В случае священноисповедника Луки (Войно-Ясенецкого) примером для подражания может служить практически любой эпизод, любой факт его биографии. Сын ревностного католика, он воспитывался в духе религиозной свободы и сам, собственным умом и сердцем, выбрал Православие. А приняв то судьбоносное решение — оставив художественное поприще ради помощи людям, Валентин Войно-Ясенецкий стал Врачом с большой буквы. Он лечил больных в Русско-японскую и Великую Отечественную войны; написал фундаментальный труд «Очерки гнойной хирургии», ставший настольной книгой для многих поколений хирургов и принесший автору Сталинскую премию; делал сложнейшие операции в практически непригодных для этого условиях — в ссылках, в промерзших до последнего бревнышка северных избах; принимал пациентов всю жизнь, каждый день, даже будучи епископом, — пока полностью не ослеп в 1956 году.
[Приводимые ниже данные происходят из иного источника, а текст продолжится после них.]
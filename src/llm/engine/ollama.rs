//! Ollama engine: process management and HTTP API client
//!
//! The engine binary is spawned as `<binary> serve`, bound to the configured
//! loopback endpoint and limited to a single loaded model and a single
//! parallel request. When something is already answering on the endpoint it
//! is adopted instead, and left running on shutdown.

use super::backend::EngineBackend;
use crate::llm::error::LocalAiError;
use crate::llm::runtime::RuntimeConfig;
use crate::llm::types::{EngineRequest, EngineResponse, GenerationParams, ModelInfo};
use async_trait::async_trait;
use reqwest::{redirect, Client, StatusCode, Url};
use serde::{Deserialize, Serialize};
use std::fmt;
use std::net::IpAddr;
use std::process::Stdio;
use std::time::{Duration, Instant};
use tokio::process::{Child, Command};
use tokio::sync::Mutex;
use tracing::{debug, error, info, warn};

pub const DEFAULT_ENDPOINT: &str = "http://127.0.0.1:11434";
pub const DEFAULT_BINARY: &str = "ollama";

const DEFAULT_REQUEST_TIMEOUT_SECS: u64 = 30;
const PULL_TIMEOUT: Duration = Duration::from_secs(60 * 60);
const ADOPT_PROBE_TIMEOUT: Duration = Duration::from_secs(2);

/// Parse `endpoint` and reject anything outside the loopback interface
pub fn ensure_loopback(endpoint: &str) -> Result<Url, LocalAiError> {
    let non_local = || LocalAiError::NonLocalEndpoint {
        endpoint: endpoint.to_string(),
    };

    let url = Url::parse(endpoint).map_err(|_| non_local())?;
    if !matches!(url.scheme(), "http" | "https") {
        return Err(non_local());
    }

    let is_loopback = match url.host_str() {
        Some("localhost") => true,
        Some(host) => host
            .trim_start_matches('[')
            .trim_end_matches(']')
            .parse::<IpAddr>()
            .map(|ip| ip.is_loopback())
            .unwrap_or(false),
        None => false,
    };

    if is_loopback {
        Ok(url)
    } else {
        Err(non_local())
    }
}

/// Supervised Ollama process plus its HTTP API
pub struct OllamaEngine {
    endpoint: Url,
    binary: String,
    http_client: Client,
    request_timeout: Duration,
    child: Mutex<Option<Child>>,
}

impl OllamaEngine {
    pub fn new(endpoint: &str, binary: impl Into<String>) -> Result<Self, LocalAiError> {
        Self::with_timeout(
            endpoint,
            binary,
            Duration::from_secs(DEFAULT_REQUEST_TIMEOUT_SECS),
        )
    }

    pub fn with_timeout(
        endpoint: &str,
        binary: impl Into<String>,
        request_timeout: Duration,
    ) -> Result<Self, LocalAiError> {
        let endpoint = ensure_loopback(endpoint)?;
        // Traffic must stay on loopback: ignore HTTP(S)_PROXY and never follow redirects
        let http_client = Client::builder()
            .no_proxy()
            .redirect(redirect::Policy::none())
            .build()
            .map_err(|e| LocalAiError::Config {
                message: format!("Failed to build HTTP client: {}", e),
            })?;

        Ok(Self {
            endpoint,
            binary: binary.into(),
            http_client,
            request_timeout,
            child: Mutex::new(None),
        })
    }

    pub fn endpoint(&self) -> &Url {
        &self.endpoint
    }

    fn url(&self, path: &str) -> String {
        format!("{}{}", self.endpoint.as_str().trim_end_matches('/'), path)
    }

    /// `host:port` form expected by `OLLAMA_HOST`
    fn bind_address(&self) -> String {
        let host = self.endpoint.host_str().unwrap_or("127.0.0.1");
        let port = self.endpoint.port_or_known_default().unwrap_or(11434);
        format!("{}:{}", host, port)
    }

    fn map_transport_error(&self, e: reqwest::Error, timeout: Duration) -> LocalAiError {
        if e.is_timeout() {
            error!("Ollama request timed out after {:?}", timeout);
            LocalAiError::RequestTimeout { timeout }
        } else if e.is_connect() {
            error!("Cannot connect to Ollama at {}", self.endpoint);
            LocalAiError::Engine {
                message: format!("Connection failed: {}", e),
                status_code: None,
            }
        } else {
            error!("Ollama request error: {}", e);
            LocalAiError::Engine {
                message: format!("Request failed: {}", e),
                status_code: None,
            }
        }
    }

    async fn error_from_status(response: reqwest::Response, model: &str) -> LocalAiError {
        let status = response.status();
        let body = response.text().await.unwrap_or_default();

        error!("Ollama API returned error status {}: {}", status, body);
        classify_error_status(status, &body, model)
    }

    fn spawn(&self) -> Result<Child, LocalAiError> {
        let mut command = Command::new(&self.binary);
        command
            .arg("serve")
            .env("OLLAMA_HOST", self.bind_address())
            .env("OLLAMA_NUM_PARALLEL", "1")
            .env("OLLAMA_MAX_LOADED_MODELS", "1")
            .stdin(Stdio::null())
            .stdout(Stdio::null())
            .stderr(Stdio::null())
            .kill_on_drop(true);

        command.spawn().map_err(|e| {
            let reason = if e.kind() == std::io::ErrorKind::NotFound {
                format!("engine binary '{}' not found in PATH", self.binary)
            } else {
                format!("failed to launch '{} serve': {}", self.binary, e)
            };
            error!("{}", reason);
            LocalAiError::EngineUnavailable {
                attempts: 1,
                reason,
            }
        })
    }
}

/// Map a non-success response to an error; a 404 about the model means it is not pulled
fn classify_error_status(status: StatusCode, body: &str, model: &str) -> LocalAiError {
    if status == StatusCode::NOT_FOUND && body.to_lowercase().contains("model") {
        return LocalAiError::ModelNotInstalled {
            model: model.to_string(),
        };
    }

    LocalAiError::Engine {
        message: format!("HTTP {}: {}", status, body),
        status_code: Some(status.as_u16()),
    }
}

#[cfg(unix)]
fn request_terminate(pid: u32) {
    // SAFETY: kill(2) with a pid we spawned and still own; no memory is shared
    let rc = unsafe { libc::kill(pid as libc::pid_t, libc::SIGTERM) };
    if rc != 0 {
        debug!("SIGTERM to {} failed: {}", pid, std::io::Error::last_os_error());
    }
}

#[cfg(not(unix))]
fn request_terminate(_pid: u32) {}

#[async_trait]
impl EngineBackend for OllamaEngine {
    fn name(&self) -> &str {
        "ollama"
    }

    async fn start(&self, config: &RuntimeConfig) -> Result<Option<u32>, LocalAiError> {
        let mut child = self.child.lock().await;

        if let Some(existing) = child.as_mut() {
            if matches!(existing.try_wait(), Ok(None)) {
                debug!("Ollama process already running, reusing it");
                return Ok(existing.id());
            }
            *child = None;
        }

        if self.probe(ADOPT_PROBE_TIMEOUT).await {
            info!(
                "Ollama already listening at {}, adopting it (model {})",
                self.endpoint, config.model
            );
            return Ok(None);
        }

        let spawned = self.spawn()?;
        let pid = spawned.id();
        info!(
            "Started '{} serve' on {} (pid {:?}, model {})",
            self.binary,
            self.bind_address(),
            pid,
            config.model
        );
        *child = Some(spawned);
        Ok(pid)
    }

    async fn probe(&self, timeout: Duration) -> bool {
        let url = self.url("/api/version");
        debug!("Probing Ollama at {}", url);

        match self.http_client.get(&url).timeout(timeout).send().await {
            Ok(response) => {
                let healthy = response.status().is_success();
                if !healthy {
                    warn!("Ollama probe failed with status: {}", response.status());
                }
                healthy
            }
            Err(e) => {
                if e.is_timeout() {
                    warn!("Ollama probe timed out");
                } else {
                    debug!("Ollama probe error: {}", e);
                }
                false
            }
        }
    }

    async fn generate(&self, request: &EngineRequest) -> Result<EngineResponse, LocalAiError> {
        let body = GenerateRequest::from_engine_request(request);

        debug!(
            "Sending request to Ollama: model={}, prompt_length={}",
            request.model,
            request.prompt.len()
        );

        let start = Instant::now();
        let response = self
            .http_client
            .post(self.url("/api/generate"))
            .timeout(self.request_timeout)
            .json(&body)
            .send()
            .await
            .map_err(|e| self.map_transport_error(e, self.request_timeout))?;

        if !response.status().is_success() {
            return Err(Self::error_from_status(response, &request.model).await);
        }

        let generated: GenerateResponse = response.json().await.map_err(|e| {
            error!("Failed to parse Ollama response: {}", e);
            LocalAiError::Engine {
                message: format!("JSON parse error: {}", e),
                status_code: None,
            }
        })?;

        if !generated.done {
            warn!("Ollama response indicates incomplete generation");
        }

        let elapsed = start.elapsed();
        info!(
            "Ollama generation completed in {:.2}s (model={})",
            elapsed.as_secs_f64(),
            request.model
        );

        Ok(EngineResponse {
            content: generated.response,
            model: request.model.clone(),
            eval_count: generated.eval_count,
            response_time: elapsed,
        })
    }

    async fn stop(&self, grace: Duration) -> Result<(), LocalAiError> {
        let Some(mut child) = self.child.lock().await.take() else {
            debug!("No spawned Ollama process to stop");
            return Ok(());
        };

        if let Ok(Some(status)) = child.try_wait() {
            debug!("Ollama process already exited: {}", status);
            return Ok(());
        }

        if let Some(pid) = child.id() {
            info!("Stopping Ollama (pid {})", pid);
            request_terminate(pid);
        }

        match tokio::time::timeout(grace, child.wait()).await {
            Ok(Ok(status)) => {
                debug!("Ollama exited: {}", status);
                Ok(())
            }
            Ok(Err(e)) => Err(LocalAiError::Engine {
                message: format!("Failed waiting for engine exit: {}", e),
                status_code: None,
            }),
            Err(_) => {
                warn!("Ollama did not exit within {:?}, killing it", grace);
                child.kill().await.map_err(|e| LocalAiError::Engine {
                    message: format!("Failed to kill engine: {}", e),
                    status_code: None,
                })
            }
        }
    }

    async fn list_models(&self) -> Result<Vec<ModelInfo>, LocalAiError> {
        let response = self
            .http_client
            .get(self.url("/api/tags"))
            .timeout(self.request_timeout)
            .send()
            .await
            .map_err(|e| self.map_transport_error(e, self.request_timeout))?;

        if !response.status().is_success() {
            return Err(Self::error_from_status(response, "").await);
        }

        let tags: TagsResponse = response.json().await.map_err(|e| LocalAiError::Engine {
            message: format!("JSON parse error: {}", e),
            status_code: None,
        })?;

        Ok(tags
            .models
            .into_iter()
            .map(|m| ModelInfo {
                name: m.name,
                size_bytes: m.size,
            })
            .collect())
    }

    async fn pull_model(&self, model: &str) -> Result<(), LocalAiError> {
        info!("Pulling model {} (this may take a while)", model);

        let response = self
            .http_client
            .post(self.url("/api/pull"))
            .timeout(PULL_TIMEOUT)
            .json(&PullRequest {
                model: model.to_string(),
                stream: false,
            })
            .send()
            .await
            .map_err(|e| self.map_transport_error(e, PULL_TIMEOUT))?;

        if !response.status().is_success() {
            return Err(Self::error_from_status(response, model).await);
        }

        info!("Model {} pulled", model);
        Ok(())
    }
}

impl fmt::Debug for OllamaEngine {
    fn fmt(&self, f: &mut fmt::Formatter<'_>) -> fmt::Result {
        f.debug_struct("OllamaEngine")
            .field("endpoint", &self.endpoint.as_str())
            .field("binary", &self.binary)
            .field("request_timeout", &self.request_timeout)
            .finish()
    }
}

/// Request body for `/api/generate`
#[derive(Debug, Clone, Serialize)]
struct GenerateRequest {
    model: String,
    prompt: String,
    stream: bool,
    #[serde(skip_serializing_if = "Option::is_none")]
    system: Option<String>,
    options: GenerateOptions,
}

/// Per-request runtime options
#[derive(Debug, Clone, Serialize)]
struct GenerateOptions {
    num_thread: usize,
    num_ctx: u32,
    use_mmap: bool,
    #[serde(skip_serializing_if = "Option::is_none")]
    temperature: Option<f32>,
    #[serde(skip_serializing_if = "Option::is_none")]
    top_p: Option<f32>,
    #[serde(skip_serializing_if = "Option::is_none")]
    num_predict: Option<u32>,
    #[serde(skip_serializing_if = "Vec::is_empty")]
    stop: Vec<String>,
}

impl GenerateRequest {
    fn from_engine_request(request: &EngineRequest) -> Self {
        let GenerationParams {
            system,
            temperature,
            top_p,
            max_tokens,
            stop_sequences,
        } = request.params.clone();

        Self {
            model: request.model.clone(),
            prompt: request.prompt.clone(),
            stream: false,
            system,
            options: GenerateOptions {
                num_thread: request.thread_count,
                num_ctx: request.context_window_tokens,
                use_mmap: request.use_memory_mapping,
                temperature,
                top_p,
                num_predict: max_tokens,
                stop: stop_sequences,
            },
        }
    }
}

/// Response body from `/api/generate`
#[derive(Debug, Clone, Deserialize)]
struct GenerateResponse {
    response: String,
    #[serde(default)]
    done: bool,
    #[serde(default)]
    eval_count: Option<u32>,
}

#[derive(Debug, Clone, Deserialize)]
struct TagsResponse {
    #[serde(default)]
    models: Vec<TagEntry>,
}

#[derive(Debug, Clone, Deserialize)]
struct TagEntry {
    name: String,
    #[serde(default)]
    size: u64,
}

#[derive(Debug, Clone, Serialize)]
struct PullRequest {
    model: String,
    stream: bool,
}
Неудивительно, что и, став пастырем Церкви, архиепископ Лука не бросил медицину. Он был и остался Врачом, не мыслящим себя без помощи ближним: скальпелем ли, или словом Христовой проповеди.
Валентин Войно-Ясенецкий принял священнический сан в самый разгар гонений на Русскую Православную Церковь — в 1921 году. Не побоялся он ни предстоящих репрессий, ни угрозы, нависшей над его стремительной и заслуженной карьерой ученого. Приняв после смерти жены монашеский постриг с именем Лука, он служил и работал в Ташкенте, там же был рукоположен во епископа.
Епископ Лука упорно и последовательно боролся с обновленческим расколом и жестко пресекал любые попытки властей завербовать себя в качестве «агента в церковной среде». Таким он был неугоден Советской России, и в 1923 году началось десятилетие его скитаний по лагерям и ссылкам, продолжившееся новыми испытаниями в тридцатые и сороковые годы. После официального окончания ссылки в 1942 году Владыка служил архиепископом в Красноярске, Тамбове, Крыму... Власть отняла у него здоровье и силы, но так и не сумела лишить двойного призвания — проповедовать и лечить.
Священноисповедник Лука был врачом на амвоне и пастырем в больнице. Он исцелял не только блестяще отточенным знанием и золотыми руками, но и молитвой, которая сильнее любого лекарства. К возмущению атеистической общественности, он выходил на научные кафедры в священническом облачении, потому что отвергал компромисс со своей совестью даже во внешнем. И в его проповедях — ранних и поздних, произнесенных уже в середине двадцатого столетия, — звучала боль за всех, кто поражен недугом неверия, кто утратил Христа: «Одна из причин распространения безбожия и отказа от религии в наших образованных и полуобразованных кругах состоит в том, что скудомыслие и духовное убожество свойственно всякой толпе — все равно, образованной или темной; пожалуй, даже в гораздо большей степени полуобразованной толпе, чем простым, неученым людям, среди которых немало людей ясного ума…
Широкая образованность и глубокое приобщение к науке не только не уводят от Бога, а, напротив, приводят к Нему всех тех ученых, которым свойственны глубокие запросы духа. Те самые великие открытия астрономии, которые полузнаек, людей толпы, так легко побуждают к издевательству над религией, очень многих глубокомысленных астрономов приводят к трепетному благоговению пред всемогуществом Творца. Изучение физики и химии, анатомии и физиологии у людей поверхностного мышления служит поводом к укоренению в механическом и материалистическом воззрении, а у людей более глубокого духа рождает преклонение перед премудростью Создателя».